TO DO> Would you copy each line of the records that includes the word "metrics"?

TASK MATERIAL>
---+---

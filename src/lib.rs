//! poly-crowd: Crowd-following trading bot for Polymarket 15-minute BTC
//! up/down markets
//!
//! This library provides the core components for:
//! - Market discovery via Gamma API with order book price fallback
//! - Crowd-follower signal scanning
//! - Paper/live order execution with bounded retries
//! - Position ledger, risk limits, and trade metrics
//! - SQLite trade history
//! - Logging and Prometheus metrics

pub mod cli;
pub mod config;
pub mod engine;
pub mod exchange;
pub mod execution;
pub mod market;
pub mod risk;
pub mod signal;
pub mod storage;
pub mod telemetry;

---+---

RESULT BELOW>
//! - Position ledger, risk limits, and trade metrics
//! - Logging and Prometheus metrics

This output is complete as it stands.